Whenever heartbreak happens, there is almost always a question that remains, at least for me…Why?

Most of my heartaches in the past have left me with an overwhelming feeling of regrets and doubts about myself. Why did he leave? Why didn’t he love me? Why is he with her? I guess it’s in my nature. I have always been insecure about myself as it is, and when you factor in someone who you thought cared about you, leave you…those feeling can go into overdrive. And above else, they can be destructive.

I have struggled with the questions that I cannot ask and am afraid to be answered. He left you because she is better than you. She is smarter, thinner, more beautiful, richer, more experienced, and overall someone that is better and who deserves his love more than you.

But that’s the thing…I had an epiphany…one day while I was sulking about how he did not love me and why and who he chose to be with, I realized what my thoughts were doing to me. Deserve. I said the word deserve when describing the other person and how it was unfair that the person who “deserved” him wasn’t me.But that’s the thing…that’s not how love works.

You don’t spend life or a relationship debating whether or not you deserve to be, be with or have something…so I’m sure as hell I won’t debate myself whether or not I could have love, I’m not doing it anymore…I shouldn’t have done it in the first place. There is nothing wrong with me, sure I do have some faults (like everybody else), but no person has or should feel like they have to compete for someone’s attention and love.

Now that’s not to say that there are days where I doubt myself and I think about all the why’s, but I have now realized that this is something that comes with the coping and the reconciling after a heartbreak. I know now that any decision that he made, was made from his own thoughts and that there was nothing I could do to make him stay.

And now that I think about it, I prefer that he left me. I would have felt more pain knowing that I was in something where one person did not want to be with. I also realize that maybe him leaving isn’t a bad thing. I should have never felt like I needed to do or be things in order to get love from somebody. Never. And if you’re ever in a position where you feel the need to change yourself or adjust who you are to accommodate another person. That’s not love.

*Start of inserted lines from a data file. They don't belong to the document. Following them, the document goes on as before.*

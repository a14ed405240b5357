//! Repository trait definitions for the domain layer.
//!
//! Traits define the contract for data access; concrete implementations
//! live in `crate::infrastructure::persistence`. Mocks are auto-generated
//! via `mockall` for unit tests.

pub mod click_repository;
pub mod link_repository;

pub use click_repository::ClickRepository;
pub use link_repository::LinkRepository;

#[cfg(test)]
pub use click_repository::MockClickRepository;
#[cfg(test)]
pub use link_repository::MockLinkRepository;
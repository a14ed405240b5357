//! Utility functions shared across the application.
//!
//! - [`code_generator`] - Short code generation
//! - [`device_classifier`] - User-agent classification
//! - [`truncate`] - Bounded string truncation for stored click metadata

pub mod code_generator;
pub mod device_classifier;
pub mod truncate;
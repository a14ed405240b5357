//! DTOs for link statistics.

use chrono::NaiveDate;
use serde::{Deserialize, Serialize};

use crate::application::services::LinkStats;
use crate::domain::entities::DayCount;

/// Query parameters for the stats endpoint.
#[derive(Debug, Deserialize)]
pub struct StatsQuery {
    /// Owner scope; a link outside the scope reads as not found.
    pub owner_id: Option<i64>,
}

/// One calendar day of clicks (UTC day boundaries).
#[derive(Debug, Serialize)]
pub struct DayBucket {
    pub day: NaiveDate,
    pub count: i64,
}

impl From<DayCount> for DayBucket {
    fn from(d: DayCount) -> Self {
        Self {
            day: d.day,
            count: d.count,
        }
    }
}

/// Aggregated statistics for a single link.
#[derive(Debug, Serialize)]
pub struct StatsResponse {
    pub clicks_total: i64,
    pub by_day: Vec<DayBucket>,
}

impl From<LinkStats> for StatsResponse {
    fn from(stats: LinkStats) -> Self {
        Self {
            clicks_total: stats.clicks_total,
            by_day: stats.by_day.into_iter().map(Into::into).collect(),
        }
    }
}
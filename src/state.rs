//! Shared application state injected into all handlers.

use std::sync::Arc;

use crate::application::services::{LinkService, RedirectService, StatsService};
use crate::domain::recorder::ClickRecorder;
use crate::infrastructure::cache::LinkCache;

/// Application state shared across all request handlers.
///
/// Services are built once at startup over trait objects, so tests can
/// assemble the same state from in-memory fakes.
#[derive(Clone)]
pub struct AppState {
    pub redirect_service: Arc<RedirectService>,
    pub link_service: Arc<LinkService>,
    pub stats_service: Arc<StatsService>,
    pub cache: Arc<dyn LinkCache>,
    pub recorder: Arc<dyn ClickRecorder>,
}

impl AppState {
    pub fn new(
        redirect_service: Arc<RedirectService>,
        link_service: Arc<LinkService>,
        stats_service: Arc<StatsService>,
        cache: Arc<dyn LinkCache>,
        recorder: Arc<dyn ClickRecorder>,
    ) -> Self {
        Self {
            redirect_service,
            link_service,
            stats_service,
            cache,
            recorder,
        }
    }
}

So he can be with her. I don’t care…but I do care. In all honesty, the only thing that is keeping me going and upbeat is the thought and the hope that I have for the future. One day I will be with someone and it won’t have to be this way, one day I’ll be with someone who will make me become the best me I can be. Emphasis on the “me.” I will never lose myself or my worth for someone’s approval or love. It won’t happen.

Although, I do have to admit, it still hurts. It hurts when I hear his name, see his face or see her. It hurts. But I know that this hurt is a lesson that I had to learn.

I’m not over him, but I can see the light. And it is bright and amazing.